Oakleaf hydrangeas naturally occur in moist woods and along stream banks in the southeast.  The native range starts from the Carolinas down to Florida and as far west as Arkansas and Louisiana.  This shrub is very adaptable to a wide range of sunlight, but in the South (zones 7-9) some degree of shade is best, whether it be dappled or afternoon reprieve.  Preferred soils include moist, acidic, fertile, well-draining – with importance on “well-draining,” while the shrub exists along stream banks and moist woods, it cannot tolerate wet feet as this can cause root rot.  Heavy clay soils hold water and don’t provide adequate drainage, make sure to amend the soil and plant high if this is the case for your planting site.  Once the shrub is established it is drought tolerant, but will appreciate water during very dry conditions. 

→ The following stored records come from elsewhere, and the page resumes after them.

//! FHIR wire/boundary support for the NCP terminology core.
//!
//! This crate turns FHIR-shaped document text (JSON or YAML) into a [`ClinicalDocument`]: the
//! document type plus the raw resources it carries, grouped by `resourceType` and kept as
//! generic document-shaped values.
//!
//! This crate focuses on:
//! - envelope validation (what makes a document unusable as a whole)
//! - serialisation/deserialisation of the envelope
//! - reference lookup between resources of the same document
//!
//! It does NOT interpret clinical content. Field extraction and terminology resolution live in
//! `ncp-core`.

pub mod document;

// Re-export facades
pub use document::ClinicalDocument;

// Re-export public domain-level types
pub use document::{DocumentType, RawResource, SkippedEntry};

/// Errors returned by the `fhir` boundary crate.
#[derive(Debug, thiserror::Error)]
pub enum FhirError {
    #[error("invalid input: {0}")]
    InvalidInput(String),

    #[error("invalid YAML: {0}")]
    InvalidYaml(#[from] serde_yaml::Error),

    #[error("invalid JSON: {0}")]
    InvalidJson(#[from] serde_json::Error),

    #[error("translation error: {0}")]
    Translation(String),
}

/// Type alias for Results that can fail with a [`FhirError`].
pub type FhirResult<T> = Result<T, FhirError>;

Fall foliage of Oakleaf Hydrangea. Photo credit:

Oakleaf hydrangeas are named after the similarity in leaf shape and fall color to that of the Northern Red Oak – a unique leaf shape and leathery texture compared to other hydrangea species.  The fall color is stunning and will give rich tones of burgundy and red to your garden.  The mature form of the shrub is multi-stemmed, upright and will usually grow wider than it does tall.  Oakleaf hydrangea (straight species) can grow up to 10 feet tall and wide, but don’t worry, if you don’t have room for this one, there are plenty of cultivars that mature to a more manageable size.  The outer layer of the mature stems exfoliate, revealing cinnamon colored bark and providing an interesting texture, which adds to winter appeal after the leaves have dropped.

Similar to panicle hydrangeas, the white inflorescences consist of many individual flowers and are clustered in a conical shape.  As the lightly fragrant blooms mature, the flower heads will slowly change to a pink-mauve color and eventually dry out through fall/winter to display a dried arrangement at the tips of the stems.  Oakleaf hydrangea is a shrub I personally prefer not to prune, I like the natural look of this rounded-mounded shrub and I appreciate the space it fills, but if pruning is necessary, it’s best to prune right after it blooms in summer.  Pruning at this time will allow the shrub to put on more growth for flowers the following year.  If pruning is done in spring, you risk eliminating flowers for that growing season.

Oakleaf hydrangea blooms are attractive to butterflies and other insects and songbirds eat the seeds.  The low-growing, suckering habit of the shrub provides habitat and protection for small animals to nest, roost, and take cover.  Unfortunately for gardeners living in an area of heavy deer pressure, deer also graze on this shrub, especially the tender tips, leaves, and flowers.  Other than deer grazing, this shrub is relatively pest and disease free.  Oakleaf hydrangeas work well in a natural landscape along a woodland edge, in groupings or mass plantings along a border, or paired with other woodland species in a garden bed with ferns, heuchera, azaleas, and rhododendrons. 

Below are the five types of oakleaf hydrangeas we have in stock.  While the hardiness (zones 5-9), sunlight, and soil conditions remain the same across the varieties, we’ll make note of any differences in size and bloom features to help you choose which one works best in your landscape.

Straight Species – This is the tried-and-true shrub that exists naturally in the southeast.  It will eventually grow to heights of 10 feet tall and wide, but usually reaches 6-8’ tall and wide in a landscape.

Snow Queen – A full-sized option that reaches a height of 6’ tall and up to 8’ wide and has strong stems to hold up large 8” long cones of blooms. 

Munchkin – A dwarf, compact variety only reaching 3-4 feet in height and width.  Inflorescences reaching 6.5” long aging to pink.

Pee Wee – A dwarf, compact variety with a rounded habit.  This one won’t grow as wide as it does tall, for those tighter garden spots.  Reaching 3-4’ tall and 2-3’ wide. 

Ruby Slippers – A dwarf, compact variety reaching 3-4’ tall and 3-5’ wide.  Upright inflorescences reaching 9.5” long.  White blooms will fade to a ruby-red throughout summer.